Im 16. Jahrhundert brachten holländische Seefahrer die rote Blume aus Peru nach Europa. Sie wurde hier zuerst in Klostergärten gezogen, dort hat sie wohl ihren deutschen Namen her: Kresse der Kapuzinermönche; der eigenartige Sporn der Blüte erinnert an eine Mönchskapuze. Die oberirdischen Teile sind essbar und schmecken pikant scharf
Inhaltstoffe: Senfölglykoside
Wirkungen: Die Senföle werden über die Niere und die Atemwege ausgeschieden (auch über die Mandeln, die vereitert sind) und entfalten dort ihre Wirkung: bakteriostatisch, virustatisch, antimykotisch, hyperämisierend und immunmodulierend. Ihre hochwirksam leicht flüchtigen antibiotischen Substanzen sind schwächer als Penicillin und Streptomycin, haben aber den Vorteil, keine Resistenz oder Allergie auszulösen.

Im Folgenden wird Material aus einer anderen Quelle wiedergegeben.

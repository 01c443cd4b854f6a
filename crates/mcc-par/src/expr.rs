//! Expression parsing, one function per precedence level, lowest to
//! highest: assignment, logicalOr, logicalAnd, equality, comparison, term,
//! factor, unary, call, primary.

use crate::ast::Node;
use crate::Parser;
use mcc_lex::TokenKind;

impl<'a> Parser<'a> {
    pub(crate) fn parse_expression(&mut self) -> Option<Node> {
        self.parse_assignment()
    }

    /// `assignment := logicalOr ('=' assignment)?` -- right-associative.
    fn parse_assignment(&mut self) -> Option<Node> {
        let (line, column) = self.pos();
        let target = self.parse_logical_or()?;
        if self.eat(TokenKind::Operator, "=") {
            let value = self.parse_assignment()?;
            return Some(Node::Assignment { target: Box::new(target), value: Box::new(value), line, column });
        }
        Some(target)
    }

    fn parse_logical_or(&mut self) -> Option<Node> {
        self.parse_left_assoc_binary(Self::parse_logical_and, &[("||", TokenKind::Operator)])
    }

    fn parse_logical_and(&mut self) -> Option<Node> {
        self.parse_left_assoc_binary(Self::parse_equality, &[("&&", TokenKind::Operator)])
    }

    fn parse_equality(&mut self) -> Option<Node> {
        self.parse_left_assoc_binary(Self::parse_comparison, &[("==", TokenKind::Operator), ("!=", TokenKind::Operator)])
    }

    fn parse_comparison(&mut self) -> Option<Node> {
        self.parse_left_assoc_binary(
            Self::parse_term,
            &[("<", TokenKind::Operator), (">", TokenKind::Operator), ("<=", TokenKind::Operator), (">=", TokenKind::Operator)],
        )
    }

    fn parse_term(&mut self) -> Option<Node> {
        self.parse_left_assoc_binary(Self::parse_factor, &[("+", TokenKind::Operator), ("-", TokenKind::Operator)])
    }

    fn parse_factor(&mut self) -> Option<Node> {
        self.parse_left_assoc_binary(
            Self::parse_unary,
            &[("*", TokenKind::Operator), ("/", TokenKind::Operator), ("%", TokenKind::Operator)],
        )
    }

    /// Shared left-associative binary-operator loop: `next (op next)*`.
    fn parse_left_assoc_binary(
        &mut self,
        mut next: impl FnMut(&mut Self) -> Option<Node>,
        ops: &[(&str, TokenKind)],
    ) -> Option<Node> {
        let (line, column) = self.pos();
        let mut left = next(self)?;
        loop {
            let matched = ops.iter().find(|(lexeme, kind)| self.check(*kind, lexeme));
            let Some((lexeme, _kind)) = matched else { break };
            let lexeme = lexeme.to_string();
            self.advance();
            let right = next(self)?;
            left = Node::Binary { op: lexeme.to_string(), left: Box::new(left), right: Box::new(right), line, column };
        }
        Some(left)
    }

    /// `unary := ('!' | '-') unary | call`
    fn parse_unary(&mut self) -> Option<Node> {
        let (line, column) = self.pos();
        if self.check(TokenKind::Operator, "!") || self.check(TokenKind::Operator, "-") {
            let op = self.advance().unwrap().lexeme;
            let operand = self.parse_unary()?;
            return Some(Node::Unary { op, operand: Box::new(operand), line, column });
        }
        self.parse_call()
    }

    /// `call := primary ('(' args? ')')*`
    fn parse_call(&mut self) -> Option<Node> {
        let (line, column) = self.pos();
        let mut expr = self.parse_primary()?;
        while self.check(TokenKind::Punctuation, "(") {
            self.advance();
            let mut args = Vec::new();
            if !self.check(TokenKind::Punctuation, ")") {
                args.push(self.parse_expression()?);
                while self.eat(TokenKind::Punctuation, ",") {
                    args.push(self.parse_expression()?);
                }
            }
            self.expect(TokenKind::Punctuation, ")", "')'")?;
            expr = Node::FunctionCall { callee: Box::new(expr), args, line, column };
        }
        Some(expr)
    }

    /// `primary := NUMBER | STRING | 'true' | 'false' | IDENT | '(' expression ')'`
    fn parse_primary(&mut self) -> Option<Node> {
        let tok = match self.current() {
            Some(tok) => tok.clone(),
            None => {
                self.error("unexpected end of input, expected an expression");
                return None;
            }
        };

        match tok.kind {
            TokenKind::Number => {
                self.advance();
                Some(Node::NumberLiteral { value: tok.lexeme, line: tok.line, column: tok.column })
            }
            TokenKind::String => {
                self.advance();
                Some(Node::StringLiteral { value: tok.lexeme, line: tok.line, column: tok.column })
            }
            TokenKind::Keyword if tok.lexeme == "true" || tok.lexeme == "false" => {
                self.advance();
                Some(Node::BoolLiteral { value: tok.lexeme, line: tok.line, column: tok.column })
            }
            TokenKind::Identifier => {
                self.advance();
                Some(Node::Identifier { name: tok.lexeme, line: tok.line, column: tok.column })
            }
            TokenKind::Punctuation if tok.lexeme == "(" => {
                self.advance();
                let inner = self.parse_expression()?;
                self.expect(TokenKind::Punctuation, ")", "')'")?;
                Some(Node::Grouping(Box::new(inner)))
            }
            _ => {
                self.error(format!("unexpected token '{}', expected an expression", tok.lexeme));
                None
            }
        }
    }
}

#[cfg(test)]
mod tests {
    use crate::ast::Node;
    use crate::Parser;
    use mcc_lex::Lexer;
    use mcc_util::Handler;

    fn parse_expr(source: &str) -> Node {
        let handler = Handler::new();
        let tokens = Lexer::tokenize(source, &handler);
        let mut parser = Parser::new(tokens, &handler);
        let node = parser.parse_expression().expect("expression should parse");
        assert!(!handler.has_errors(), "unexpected diagnostics for {source:?}");
        node
    }

    #[test]
    fn test_precedence_mul_over_add() {
        // 1 + 2 * 3 should parse as 1 + (2 * 3)
        let node = parse_expr("1 + 2 * 3");
        match node {
            Node::Binary { op, right, .. } => {
                assert_eq!(op, "+");
                assert!(matches!(*right, Node::Binary { ref op, .. } if op == "*"));
            }
            other => panic!("expected Binary, got {other:?}"),
        }
    }

    #[test]
    fn test_left_associative_subtraction() {
        // 5 - 3 - 1 should parse as (5 - 3) - 1
        let node = parse_expr("5 - 3 - 1");
        match node {
            Node::Binary { op, left, .. } => {
                assert_eq!(op, "-");
                assert!(matches!(*left, Node::Binary { ref op, .. } if op == "-"));
            }
            other => panic!("expected Binary, got {other:?}"),
        }
    }

    #[test]
    fn test_assignment_is_right_associative() {
        // a = b = 1 should parse as a = (b = 1)
        let node = parse_expr("a = b = 1");
        match node {
            Node::Assignment { value, .. } => assert!(matches!(*value, Node::Assignment { .. })),
            other => panic!("expected Assignment, got {other:?}"),
        }
    }

    #[test]
    fn test_logical_and_binds_tighter_than_or() {
        let node = parse_expr("a || b && c");
        match node {
            Node::Binary { op, right, .. } => {
                assert_eq!(op, "||");
                assert!(matches!(*right, Node::Binary { ref op, .. } if op == "&&"));
            }
            other => panic!("expected Binary, got {other:?}"),
        }
    }

    #[test]
    fn test_unary_negation() {
        let node = parse_expr("-x");
        assert!(matches!(node, Node::Unary { ref op, .. } if op == "-"));
    }

    #[test]
    fn test_function_call_with_args() {
        let node = parse_expr("foo(1, 2, 3)");
        match node {
            Node::FunctionCall { args, .. } => assert_eq!(args.len(), 3),
            other => panic!("expected FunctionCall, got {other:?}"),
        }
    }

    #[test]
    fn test_nested_call() {
        let node = parse_expr("f(g(x))");
        match node {
            Node::FunctionCall { args, .. } => {
                assert_eq!(args.len(), 1);
                assert!(matches!(args[0], Node::FunctionCall { .. }));
            }
            other => panic!("expected FunctionCall, got {other:?}"),
        }
    }

    #[test]
    fn test_grouping_overrides_precedence() {
        // (1 + 2) * 3 should parse with a Grouping on the left of '*'
        let node = parse_expr("(1 + 2) * 3");
        match node {
            Node::Binary { op, left, .. } => {
                assert_eq!(op, "*");
                assert!(matches!(*left, Node::Grouping(_)));
            }
            other => panic!("expected Binary, got {other:?}"),
        }
    }

    #[test]
    fn test_comparison_chain_is_left_associative() {
        let node = parse_expr("a < b < c");
        match node {
            Node::Binary { op, left, .. } => {
                assert_eq!(op, "<");
                assert!(matches!(*left, Node::Binary { .. }));
            }
            other => panic!("expected Binary, got {other:?}"),
        }
    }
}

Indikationen: Atem und Harnwegsinfekte, Tonsillitis, Sinusitis, grippale Infekte
Darreichungsformen: Tinktur, Fertigarzneimittel, frische Pflanzenteile
Tagesdosis: ca. 3 x 15 mg Benzylsenföl, nach den Mahlzeiten nicht länger als 6 Wochen
Nebenwirkungen: bei Überdosierungen können Haut- und Schleimhautreizungen auftreten, Magen-Darm –Beschwerden; flüchtiges urtikarielles Exanthem; es kann zur Kontaktdermatitis kommen; bei Überdosierung Albuminurie (vermutlich durch Schädigung des Nierensystems); während der Therapie sollte kein Alkohol getrunken werden, da die Alkoholtoleranz durch Benzylsenföl verringert wird.
Gegenanzeigen: Magen-Darm-Ulzera; Nierenerkrankungen, Säuglinge, Kleinkinder
Präparate: Angocin Anti-Infekt N(mit Meerrettich), Alcea Tropaeolum majus Ø
Teezubereitung: nicht üblich, stattdessen roh zu Speisen oder in Essig geben
Kommission E: es wurde lediglich eine positive Stoffcharakteristik verabschiedet, weil es zum damaligen Zeitpunkt kein Monopräparat gab. Adjuvant bei Katarrhen der Luftwege, Infekten der ableitenden Harnwege und bei leichten Muskelschmerzen.